Introduction
Discovering devices on a network is a critical task for network administrators and security experts. In this article, we will learn how to perform ARP (Address Resolution Protocol) discovery using the Python Scapy library and explore how we can use it to find devices on the network.
Learning Objectives
- Gain basic knowledge about the operation of the ARP protocol
- Understand outgoing and incoming ARP packets
- Learn the process of detecting devices on the network
A Brief Introduction to ARP
ARP (Address Resolution Protocol) is a network protocol used to translate IP addresses into MAC addresses. ARP discovery is commonly used to find devices on a network. For more, you can check here.

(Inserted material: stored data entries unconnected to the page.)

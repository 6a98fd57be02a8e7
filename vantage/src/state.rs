//! State management for the enrichment/analysis workflow graphs.
//!
//! This module provides versioned state management with multiple channels
//! for different types of workflow data. State is managed through versioned
//! channels that support snapshotting, deep cloning, and persistence.
//!
//! # Channels
//!
//! State is organized into three channels:
//! - **fields**: the append-only ledger of [`FieldObservation`]s reported by
//!   enrichment sources and LLM stages
//! - **extra**: custom metadata and intermediate results (stage outputs,
//!   costs, tier labels, ...)
//! - **errors**: error events and diagnostic information
//!
//! # Examples
//!
//! ```rust
//! use vantage::state::VersionedState;
//! use vantage::channels::Channel;
//! use serde_json::json;
//!
//! let mut state = VersionedState::new();
//! state.extra.get_mut().insert("domain".to_string(), json!("example.com"));
//!
//! let snapshot = state.snapshot();
//! assert_eq!(snapshot.extra.get("domain"), Some(&json!("example.com")));
//! ```

use rustc_hash::FxHashMap;
use serde_json::Value;

use crate::{
    channels::{Channel, ErrorsChannel, ExtrasChannel, FieldsChannel},
    observation::FieldObservation,
};

/// The main state container for workflow execution.
///
/// `VersionedState` manages three independent channels of versioned data:
/// field observations, custom extras, and error events. Each channel
/// maintains its own version number for optimistic concurrency control and
/// change detection.
#[derive(Clone, Debug, PartialEq)]
pub struct VersionedState {
    /// Append-only ledger of field observations reported by sources/stages.
    pub fields: FieldsChannel,
    /// Extra channel for custom metadata and intermediate results.
    pub extra: ExtrasChannel,
    /// Error channel for diagnostic information.
    pub errors: ErrorsChannel,
}

/// Immutable snapshot of workflow state at a specific point in time.
///
/// Snapshots are automatically created by [`VersionedState::snapshot()`] and
/// passed to nodes during workflow execution. Nodes should treat snapshots
/// as immutable input data.
#[derive(Clone, Debug)]
pub struct StateSnapshot {
    /// Field observations at the time of snapshot.
    pub fields: Vec<FieldObservation>,
    /// Version of the fields channel when the snapshot was taken.
    pub fields_version: u32,
    /// Extra data at the time of snapshot.
    pub extra: FxHashMap<String, Value>,
    /// Version of extra channel when snapshot was taken.
    pub extra_version: u32,
    /// Error events at the time of snapshot.
    pub errors: Vec<crate::channels::errors::ErrorEvent>,
    /// Version of errors channel when snapshot was taken.
    pub errors_version: u32,
}

impl StateSnapshot {
    /// Returns the most confident, non-losing observation for a field, if any.
    ///
    /// This mirrors the merge tie-break used by the fields reducer: highest
    /// confidence wins, ties go to the earlier layer, then to the first
    /// received. User observations always win outright.
    pub fn best_for(&self, field: &str) -> Option<&FieldObservation> {
        crate::reducers::winner_among(self.fields.iter().filter(|o| o.field == field && o.success))
    }
}

impl Default for VersionedState {
    fn default() -> Self {
        Self::new()
    }
}

impl VersionedState {
    /// Creates a fresh, empty versioned state with all channels at version 1.
    pub fn new() -> Self {
        Self {
            fields: FieldsChannel::new(Vec::new(), 1),
            extra: ExtrasChannel::default(),
            errors: ErrorsChannel::default(),
        }
    }

    /// Creates a new versioned state seeded with a single observation, most
    /// commonly a user-supplied form field at submission time.
    pub fn new_with_observation(observation: FieldObservation) -> Self {
        Self {
            fields: FieldsChannel::new(vec![observation], 1),
            extra: ExtrasChannel::default(),
            errors: ErrorsChannel::default(),
        }
    }

    /// Creates a new versioned state initialized with a set of observations,
    /// e.g. the user-edited fields carried over from a submission form.
    pub fn new_with_observations(observations: Vec<FieldObservation>) -> Self {
        Self {
            fields: FieldsChannel::new(observations, 1),
            extra: ExtrasChannel::default(),
            errors: ErrorsChannel::default(),
        }
    }

    /// Creates a builder for constructing `VersionedState` with a fluent API.
    pub fn builder() -> VersionedStateBuilder {
        VersionedStateBuilder::new()
    }

    /// Convenience method for appending an observation to the fields channel.
    ///
    /// The version is not incremented here; that is the barrier's job.
    #[must_use = "consider using the returned self for method chaining"]
    pub fn add_observation(&mut self, observation: FieldObservation) -> &mut Self {
        self.fields.get_mut().push(observation);
        self
    }

    /// Convenience method for adding metadata to the extra channel.
    #[must_use = "consider using the returned self for method chaining"]
    pub fn add_extra(&mut self, key: &str, value: Value) -> &mut Self {
        self.extra.get_mut().insert(key.to_string(), value);
        self
    }

    /// Creates an immutable snapshot of the current state.
    pub fn snapshot(&self) -> StateSnapshot {
        StateSnapshot {
            fields: self.fields.snapshot(),
            fields_version: self.fields.version(),
            extra: self.extra.snapshot(),
            extra_version: self.extra.version(),
            errors: self.errors.snapshot(),
            errors_version: self.errors.version(),
        }
    }
}

/// Builder for constructing `VersionedState` with a fluent API.
///
/// Useful for tests and for seeding a session from user-submitted form data.
#[derive(Debug, Default)]
pub struct VersionedStateBuilder {
    fields: Vec<FieldObservation>,
    extra: FxHashMap<String, Value>,
}

impl VersionedStateBuilder {
    fn new() -> Self {
        Self::default()
    }

    /// Adds a field observation to the builder.
    pub fn with_observation(mut self, observation: FieldObservation) -> Self {
        self.fields.push(observation);
        self
    }

    /// Adds a user-supplied field value, which always wins merges.
    pub fn with_user_field(mut self, field: &str, value: Value) -> Self {
        self.fields.push(FieldObservation::from_user(field, value));
        self
    }

    /// Adds metadata to the extra channel.
    pub fn with_extra(mut self, key: &str, value: Value) -> Self {
        self.extra.insert(key.to_string(), value);
        self
    }

    /// Builds the final `VersionedState`. All channels start at version 1.
    pub fn build(self) -> VersionedState {
        VersionedState {
            fields: FieldsChannel::new(self.fields, 1),
            extra: ExtrasChannel::new(self.extra, 1),
            errors: ErrorsChannel::default(),
        }
    }
}

#[cfg(test)]
mod tests {
    use super::*;
    use serde_json::json;

    #[test]
    fn new_with_observations_sets_version_one() {
        let state = VersionedState::new_with_observation(FieldObservation::from_user(
            "name",
            json!("Acme"),
        ));
        let snapshot = state.snapshot();
        assert_eq!(snapshot.fields.len(), 1);
        assert_eq!(snapshot.fields_version, 1);
        assert!(snapshot.extra.is_empty());
    }

    #[test]
    fn snapshot_is_independent_of_source() {
        let mut state = VersionedState::new();
        state.add_extra("status", json!("processing"));
        let snapshot = state.snapshot();
        state.add_extra("status", json!("complete"));
        assert_eq!(snapshot.extra.get("status"), Some(&json!("processing")));
        assert_eq!(
            state.extra.snapshot().get("status"),
            Some(&json!("complete"))
        );
    }

    #[test]
    fn builder_collects_fields_and_extra() {
        let state = VersionedState::builder()
            .with_user_field("name", json!("Acme"))
            .with_extra("domain", json!("acme.com"))
            .build();
        let snapshot = state.snapshot();
        assert_eq!(snapshot.fields.len(), 1);
        assert_eq!(snapshot.extra.len(), 1);
    }

    #[test]
    fn best_for_picks_higher_confidence() {
        let state = VersionedState::new_with_observations(vec![
            FieldObservation::new("city", json!("SP"), "geoip", 1, 60),
            FieldObservation::new("city", json!("Sao Paulo"), "places", 2, 85),
        ]);
        let snapshot = state.snapshot();
        let best = snapshot.best_for("city").unwrap();
        assert_eq!(best.source, "places");
    }
}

Outgoing ARP Packet (ARP Request):
First, our program sends ARP requests to devices in a specific IP range. This request is sent to learn the MAC addresses of devices with the target IP address. Let’s now examine the outgoing ARP request(Mac Changer):
###[ Ethernet ]###
dst = ff:ff:ff:ff:ff:ff
src = **:5d:**:7c:**:12
type = ARP
###[ ARP ]###
hwtype = Ethernet (10Mb)
ptype = IPv4
hwlen = None
plen = None
op = who-has
hwsrc = **:5d:**:7c:**:12
psrc = 192.168.1.104
hwdst = 00:00:00:00:00:00
pdst = Net("192.168.1.0/24")
load = b'\x00\x00\x00\x00\x00\x00\x00\x00\x00\x00\x00\x00\x00\x00\x00\x00\x00\x00'
The above packet represents an ARP request. It contains an Ethernet frame with the destination MAC address ff:ff:ff:ff:ff:ff
. The ARP packet is sent with the who-has
operation code, meaning it queries the MAC address of the target. The MAC address of the sender device is set to **:5d:**:7c:**:12
, and the IP address is 192.168.1.104
. hwtype
specifies the Ethernet (10Mb) hardware type, ptype
specifies the IPv4 protocol type, hwlen
and plen
specify the lengths of hardware and protocol addresses. The load
part represents the padding payload.
Incoming ARP Packet (ARP Reply):
In response to the ARP request sent, devices with the target IP address send ARP replies. These replies contain the information of the target MAC address. Here is the content of an ARP reply:
###[ Ethernet ]###
dst = **:5d:**:7c:**:12
src = **:fa:**:51:**:50
type = ARP
###[ ARP ]###
hwtype = Ethernet (10Mb)
ptype = IPv4
hwlen = 6
plen = 4
op = is-at
hwsrc = **:fa:**:51:**:50
psrc = 192.168.1.1
hwdst = **:5d:**:7c:**:12
pdst = 192.168.1.104
load = b'\x00\x00\x00\x00\x00\x00\x00\x00\x00\x00\x00\x00\x00\x00\x00\x00\x00\x00'
The above packet represents an ARP reply. This packet is sent with the is-at
operation code, meaning it is a response to the MAC address of the target. The MAC address of the responding device is **:fa:**:51:**:50
, and the IP address is 192.168.1.1
. The packet is carried by an Ethernet frame with the MAC address of the sender device set to **:5d:**:7c:**:12
.
Conclusion:
Performing ARP discovery with Python provides a powerful tool for network administrators and security experts to detect devices on the network and enhance network security. In this article, we discussed the basics of the ARP protocol, the importance of understanding outgoing and incoming ARP packets, and the process of detecting devices on the network using Python Scapy. With this knowledge, you can effectively manage your network.